* [PROBLEM DESCRIPTION] Print word for word the first line of the records below and every following line through the one containing "impl PokemonStorePort for"; print nothing else.

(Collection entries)
※

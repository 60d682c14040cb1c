//! `SQLite` implementation of the store and catalog ports.

use async_trait::async_trait;
use sqlx::{SqliteConnection, SqlitePool};
use tracing::{debug, error, warn};

use pokepipe_core::{
    CanonicalRecord, PokemonCatalogPort, PokemonDetail, PokemonFilter, PokemonStorePort,
    PokemonSummary, ReferenceEntities, RepositoryError, TableCounts,
};

use super::map_sqlx_error;
use super::{catalog_queries, upserts};
use crate::setup;

/// `SQLite` repository for pokemon and their reference entities.
pub struct SqlitePokemonRepository {
    pool: SqlitePool,
}

impl SqlitePokemonRepository {
    /// Create a new repository backed by `pool`.
    pub const fn new(pool: SqlitePool) -> Self {
        Self { pool }
    }

    /// Get a reference to the underlying pool.
    pub const fn pool(&self) -> &SqlitePool {
        &self.pool
    }

    /// Reference entities first, then every record in order.
    async fn write_batch(
        conn: &mut SqliteConnection,
        batch: &[CanonicalRecord],
    ) -> Result<(), sqlx::Error> {
        let refs = ReferenceEntities::collect(batch);
        debug!(
            types = refs.types.len(),
            abilities = refs.abilities.len(),
            stats = refs.stats.len(),
            "Upserting reference entities"
        );
        upserts::upsert_reference_entities(conn, &refs).await?;

        for record in batch {
            upserts::upsert_record(conn, record).await?;
        }
        Ok(())
    }
}

// ─────────────────────────────────────────────────────────────────────────────
// Store port
// ─────────────────────────────────────────────────────────────────────────────

#[async_trait]
impl PokemonStorePort for SqlitePokemonRepository {
    async fn ensure_schema(&self) -> Result<(), RepositoryError> {
        setup::ensure_schema(&self.pool)
            .await
            .map_err(map_sqlx_error)
    }

    async fn wipe(&self) -> Result<(), RepositoryError> {
        setup::drop_schema(&self.pool).await.map_err(map_sqlx_error)
    }

    async fn load_batch(&self, batch: &[CanonicalRecord]) -> Result<usize, RepositoryError> {
        let mut tx = self.pool.begin().await.map_err(map_sqlx_error)?;

        match Self::write_batch(&mut *tx, batch).await {
            Ok(()) => {
                tx.commit().await.map_err(map_sqlx_error)?;
                debug!(records = batch.len(), "Batch committed");
                Ok(batch.len())
            }
            Err(e) => {
                error!(records = batch.len(), error = %e, "Batch failed, rolling back");
                if let Err(rollback_err) = tx.rollback().await {
                    warn!(error = %rollback_err, "Rollback failed");
                }
                Err(map_sqlx_error(e))
            }
        }
    }
}

// ─────────────────────────────────────────────────────────────────────────────
// Catalog port
// ─────────────────────────────────────────────────────────────────────────────

#[async_trait]
impl PokemonCatalogPort for SqlitePokemonRepository {
    async fn list_type_names(&self) -> Result<Vec<String>, RepositoryError> {
        catalog_queries::type_names(&self.pool).await
    }

    async fn list_pokemon(
        &self,
        filter: &PokemonFilter,
    ) -> Result<Vec<PokemonSummary>, RepositoryError> {
        catalog_queries::list_pokemon(&self.pool, filter).await
    }

    async fn get_pokemon(&self, name: &str) -> Result<PokemonDetail, RepositoryError> {
        catalog_queries::pokemon_by_name(&self.pool, name).await
    }

    async fn table_counts(&self) -> Result<TableCounts, RepositoryError> {
        catalog_queries::table_counts(&self.pool).await
    }
}

#[cfg(test)]
mod tests {
    use super::*;
    use crate::setup::setup_test_database;
    use pokepipe_core::{AbilitySlot, StatValue, TypeSlot};

    fn bulbasaur() -> CanonicalRecord {
        CanonicalRecord {
            id: 1,
            name: "bulbasaur".to_string(),
            base_experience: Some(64),
            height_cm: 70,
            weight_kg: 6.9,
            bmi: Some(14.08),
            sprite_url: Some("https://img/1.png".to_string()),
            types: vec![
                TypeSlot {
                    type_id: 12,
                    name: "grass".to_string(),
                    slot: 1,
                },
                TypeSlot {
                    type_id: 4,
                    name: "poison".to_string(),
                    slot: 2,
                },
            ],
            abilities: vec![
                AbilitySlot {
                    ability_id: 65,
                    name: "overgrow".to_string(),
                    is_hidden: false,
                    slot: 1,
                },
                AbilitySlot {
                    ability_id: 34,
                    name: "chlorophyll".to_string(),
                    is_hidden: true,
                    slot: 3,
                },
            ],
            stats: vec![
                StatValue {
                    stat_id: 1,
                    name: "hp".to_string(),
                    base_value: 45,
                    effort: 0,
                },
                StatValue {
                    stat_id: 2,
                    name: "attack".to_string(),
                    base_value: 49,
                    effort: 0,
                },
            ],
        }
    }

    fn charmander() -> CanonicalRecord {
        CanonicalRecord {
            id: 4,
            name: "charmander".to_string(),
            base_experience: Some(62),
            height_cm: 60,
            weight_kg: 8.5,
            bmi: Some(23.61),
            sprite_url: None,
            types: vec![TypeSlot {
                type_id: 10,
                name: "fire".to_string(),
                slot: 1,
            }],
            abilities: vec![AbilitySlot {
                ability_id: 66,
                name: "blaze".to_string(),
                is_hidden: false,
                slot: 1,
            }],
            stats: vec![StatValue {
                stat_id: 1,
                name: "hp".to_string(),
                base_value: 39,
                effort: 0,
            }],
        }
    }

    async fn repo() -> SqlitePokemonRepository {
        SqlitePokemonRepository::new(setup_test_database().await.unwrap())
    }

    #[tokio::test]
    async fn test_load_batch_persists_everything() {
        let repo = repo().await;
        let loaded = repo.load_batch(&[bulbasaur(), charmander()]).await.unwrap();
        assert_eq!(loaded, 2);

        let counts = repo.table_counts().await.unwrap();
        assert_eq!(
            counts,
            TableCounts {
                pokemon: 2,
                types: 3,
                abilities: 3,
                stats: 2,
                pokemon_types: 3,
                pokemon_abilities: 3,
                pokemon_stats: 3,
            }
        );
    }

    #[tokio::test]
    async fn test_load_batch_is_idempotent() {
        let repo = repo().await;
        repo.load_batch(&[bulbasaur(), charmander()]).await.unwrap();
        let first = repo.get_pokemon("bulbasaur").await.unwrap();
        let counts_first = repo.table_counts().await.unwrap();

        repo.load_batch(&[bulbasaur(), charmander()]).await.unwrap();
        let second = repo.get_pokemon("bulbasaur").await.unwrap();

        assert_eq!(repo.table_counts().await.unwrap(), counts_first);
        assert_eq!(first, second);
    }

    #[tokio::test]
    async fn test_reload_updates_in_place() {
        let repo = repo().await;
        repo.load_batch(&[bulbasaur()]).await.unwrap();

        let mut changed = bulbasaur();
        changed.base_experience = Some(70);
        changed.abilities[1].slot = 2;
        changed.stats[0].base_value = 50;
        repo.load_batch(&[changed]).await.unwrap();

        let detail = repo.get_pokemon("bulbasaur").await.unwrap();
        assert_eq!(detail.summary.base_experience, Some(70));
        assert_eq!(detail.stats[0].base_value, 50);
        let counts = repo.table_counts().await.unwrap();
        assert_eq!(counts.pokemon, 1);
        assert_eq!(counts.pokemon_abilities, 2);
    }

    #[tokio::test]
    async fn test_failed_batch_rolls_back() {
        let repo = repo().await;
        repo.load_batch(&[charmander()]).await.unwrap();

        // Same name as an existing row under a different id
        let mut clash = bulbasaur();
        clash.name = "charmander".to_string();
        let err = repo.load_batch(&[bulbasaur(), clash]).await.unwrap_err();
        assert!(matches!(err, RepositoryError::Constraint(_)));

        let counts = repo.table_counts().await.unwrap();
        assert_eq!(counts.pokemon, 1);
        assert_eq!(counts.types, 1);
        assert!(matches!(
            repo.get_pokemon("bulbasaur").await,
            Err(RepositoryError::NotFound(_))
        ));
    }

    #[tokio::test]
    async fn test_empty_batch_loads_nothing() {
        let repo = repo().await;
        assert_eq!(repo.load_batch(&[]).await.unwrap(), 0);
        assert_eq!(repo.table_counts().await.unwrap(), TableCounts::default());
    }

    #[tokio::test]
    async fn test_get_pokemon_returns_ordered_associations() {
        let repo = repo().await;
        repo.load_batch(&[bulbasaur()]).await.unwrap();

        let detail = repo.get_pokemon("bulbasaur").await.unwrap();
        assert_eq!(detail.summary.types, vec!["grass", "poison"]);
        assert_eq!(detail.summary.abilities.len(), 2);
        assert!(detail.summary.abilities[1].is_hidden);
        let stats: Vec<_> = detail.stats.iter().map(|s| s.name.as_str()).collect();
        assert_eq!(stats, vec!["hp", "attack"]);
        assert_eq!(detail.summary.bmi, Some(14.08));
    }

    #[tokio::test]
    async fn test_wipe_then_ensure_schema() {
        let repo = repo().await;
        repo.load_batch(&[bulbasaur()]).await.unwrap();

        repo.wipe().await.unwrap();
        assert!(repo.table_counts().await.is_err());

        repo.ensure_schema().await.unwrap();
        assert_eq!(repo.table_counts().await.unwrap(), TableCounts::default());
    }

    #[tokio::test]
    async fn test_deleting_pokemon_cascades() {
        let repo = repo().await;
        repo.load_batch(&[bulbasaur()]).await.unwrap();

        sqlx::query("DELETE FROM pokemon WHERE id = 1")
            .execute(repo.pool())
            .await
            .unwrap();

        let counts = repo.table_counts().await.unwrap();
        assert_eq!(counts.pokemon_types, 0);
        assert_eq!(counts.pokemon_abilities, 0);
        assert_eq!(counts.pokemon_stats, 0);
        assert_eq!(counts.types, 2);
    }
}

※

* [COMPLETED EXERCISE]
repository 60d682c14040cb1c
//! `SQLite` implementation of the store and catalog ports.

use async_trait::async_trait;
use sqlx::{SqliteConnection, SqlitePool};
use tracing::{debug, error, warn};

use pokepipe_core::{
    CanonicalRecord, PokemonCatalogPort, PokemonDetail, PokemonFilter, PokemonStorePort,
    PokemonSummary, ReferenceEntities, RepositoryError, TableCounts,
};

use super::map_sqlx_error;
use super::{catalog_queries, upserts};
use crate::setup;

/// `SQLite` repository for pokemon and their reference entities.
pub struct SqlitePokemonRepository {
    pool: SqlitePool,
}

impl SqlitePokemonRepository {
    /// Create a new repository backed by `pool`.
    pub const fn new(pool: SqlitePool) -> Self {
        Self { pool }
    }

    /// Get a reference to the underlying pool.
    pub const fn pool(&self) -> &SqlitePool {
        &self.pool
    }

    /// Reference entities first, then every record in order.
    async fn write_batch(
        conn: &mut SqliteConnection,
        batch: &[CanonicalRecord],
    ) -> Result<(), sqlx::Error> {
        let refs = ReferenceEntities::collect(batch);
        debug!(
            types = refs.types.len(),
            abilities = refs.abilities.len(),
            stats = refs.stats.len(),
            "Upserting reference entities"
        );
        upserts::upsert_reference_entities(conn, &refs).await?;

        for record in batch {
            upserts::upsert_record(conn, record).await?;
        }
        Ok(())
    }
}

// ─────────────────────────────────────────────────────────────────────────────
// Store port
// ─────────────────────────────────────────────────────────────────────────────

#[async_trait]
impl PokemonStorePort for SqlitePokemonRepository {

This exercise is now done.